In some embodiments, the truncated variant has a sortase activity comparable to the corresponding non-truncated version or the corresponding N-terminal amino acids 1-25 or 2-25 truncated version.

In one general aspect, provided is a polynucleotide encoding the truncated variant disclosed herein.

In some embodiments, the polynucleotide consists of a nucleotide sequence of SEQ ID NO: 6 or 8.

In one general aspect, provided is a vector comprising the polynucleotide of

claim

8 or 9.

In one general aspect, provided is a host cell comprising the vector disclosure herein.

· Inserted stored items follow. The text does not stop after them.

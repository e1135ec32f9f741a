//! Simulated peer network between in-memory stores.
//!
//! A [`Network`] is a registry: it hands out [`StoreId`]s, keeps weak handles
//! to the stores registered under them, and records which stores are linked.
//! Stores hold an `Arc<Network>` and look their neighbors up by id; they never
//! reference each other directly. Links are symmetric and idempotent, and a
//! store is never linked to itself. Lookups only ever consult direct
//! neighbors; there is no multi-hop routing.

use std::collections::HashMap;
use std::fmt;
use std::sync::atomic::{AtomicU64, Ordering};
use std::sync::{Arc, RwLock, Weak};

use serde::{Deserialize, Serialize};
use tracing::debug;

use crate::memory::{MapInner, MapStore};

/// Identifier of a store within its network.
#[derive(Clone, Copy, Debug, PartialEq, Eq, Hash, PartialOrd, Ord, Serialize, Deserialize)]
pub struct StoreId(u64);

impl StoreId {
    /// The raw numeric id.
    pub fn as_u64(&self) -> u64 {
        self.0
    }
}

impl fmt::Display for StoreId {
    fn fmt(&self, f: &mut fmt::Formatter<'_>) -> fmt::Result {
        write!(f, "store-{}", self.0)
    }
}

/// Registry of stores and the links between them.
pub struct Network {
    next_id: AtomicU64,
    stores: RwLock<HashMap<StoreId, Weak<MapInner>>>,
    links: RwLock<HashMap<StoreId, Vec<StoreId>>>,
}

impl Network {
    /// Create an empty network.
    pub fn new() -> Arc<Self> {
        Arc::new(Self {
            next_id: AtomicU64::new(0),
            stores: RwLock::new(HashMap::new()),
            links: RwLock::new(HashMap::new()),
        })
    }

    pub(crate) fn allocate_id(&self) -> StoreId {
        StoreId(self.next_id.fetch_add(1, Ordering::Relaxed))
    }

    pub(crate) fn register(&self, id: StoreId, store: Weak<MapInner>) {
        self.stores
            .write()
            .expect("network lock poisoned")
            .insert(id, store);
    }

    /// Forget a store and every link that touches it.
    pub(crate) fn unregister(&self, id: StoreId) {
        self.stores
            .write()
            .expect("network lock poisoned")
            .remove(&id);
        let mut links = self.links.write().expect("network lock poisoned");
        if let Some(neighbors) = links.remove(&id) {
            for neighbor in neighbors {
                if let Some(back) = links.get_mut(&neighbor) {
                    back.retain(|other| *other != id);
                }
            }
        }
        debug!(store = %id, "store left network");
    }

    /// Link two stores in both directions.
    ///
    /// Returns `true` if a new link was created; re-linking an existing pair
    /// or linking a store to itself is a no-op returning `false`.
    pub fn connect(&self, a: StoreId, b: StoreId) -> bool {
        if a == b {
            return false;
        }
        let mut links = self.links.write().expect("network lock poisoned");
        let mut added = false;
        for (from, to) in [(a, b), (b, a)] {
            let neighbors = links.entry(from).or_default();
            if !neighbors.contains(&to) {
                neighbors.push(to);
                added = true;
            }
        }
        added
    }

    /// Returns `true` if `a` and `b` are directly linked.
    pub fn is_linked(&self, a: StoreId, b: StoreId) -> bool {
        self.links
            .read()
            .expect("network lock poisoned")
            .get(&a)
            .is_some_and(|neighbors| neighbors.contains(&b))
    }

    /// Ids of the direct neighbors of `id`, in link order.
    pub fn neighbor_ids(&self, id: StoreId) -> Vec<StoreId> {
        self.links
            .read()
            .expect("network lock poisoned")
            .get(&id)
            .cloned()
            .unwrap_or_default()
    }

    /// Live handles to the direct neighbors of `id`, in link order.
    ///
    /// Neighbors that have been dropped are skipped.
    pub(crate) fn neighbors(&self, id: StoreId) -> Vec<MapStore> {
        let ids = self.neighbor_ids(id);
        let stores = self.stores.read().expect("network lock poisoned");
        ids.iter()
            .filter_map(|neighbor| stores.get(neighbor))
            .filter_map(Weak::upgrade)
            .map(MapStore::from_inner)
            .collect()
    }

    /// Number of live stores registered in this network.
    pub fn len(&self) -> usize {
        self.stores
            .read()
            .expect("network lock poisoned")
            .values()
            .filter(|store| store.strong_count() > 0)
            .count()
    }

    /// Returns `true` if no live store is registered.
    pub fn is_empty(&self) -> bool {
        self.len() == 0
    }
}

impl fmt::Debug for Network {
    fn fmt(&self, f: &mut fmt::Formatter<'_>) -> fmt::Result {
        let link_count: usize = self
            .links
            .read()
            .expect("network lock poisoned")
            .values()
            .map(Vec::len)
            .sum();
        f.debug_struct("Network")
            .field("store_count", &self.len())
            .field("link_count", &(link_count / 2))
            .finish()
    }
}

In one general aspect, provided is a method for improving the thermo-stability of a Staphylococcus aureus sortase A (SaSrtA) , comprising truncating the SaSrtA such that the truncated sortase A lacks N-terminal amino acids 1-59 or 2-59 of a wild type Staphylococcus aureus sortase A (wt SaSrtA) , wherein the SaSrtA comprises one or more mutations selected from the group consisting of P94R, D124G, D160N, D165A, Y187L, E189R, K190E, K196T and F200L as compared to the wt SaSrtA, mutation positions being numbered based on the amino acid sequence of the wt SaSrtA.

In some embodiments, the amino acid sequence of the wt SaSrtA is set forth in SEQ ID NO: 1. In some embodiments, the SaSrtA comprises or comprises only the mutations P94R, D124G, D160N, D165A, Y187L, E189R, K190E, K196T and F200L. In some embodiments, the SaSrtA comprises an amino acid sequence as set forth in SEQ ID NO: 3 or is mg SrtA with an amino acid sequence as set forth in SEQ ID NO: 3.

In some embodiments, the truncated sortase A consists of an amino acid sequence that is at least 95%identical to the amino acid sequence of SEQ ID NO: 5 or 7. In some embodiments, the truncated sortase A consists of an amino acid sequence as set forth in SEQ ID NO: 5 or 7.

In some embodiments, the truncated sortase A has an improved thermo-stability as compared to the SaSrtA or the wt SaSrtA. In some embodiments, the truncated sortase A has a sortase activity comparable to the SaSrtA.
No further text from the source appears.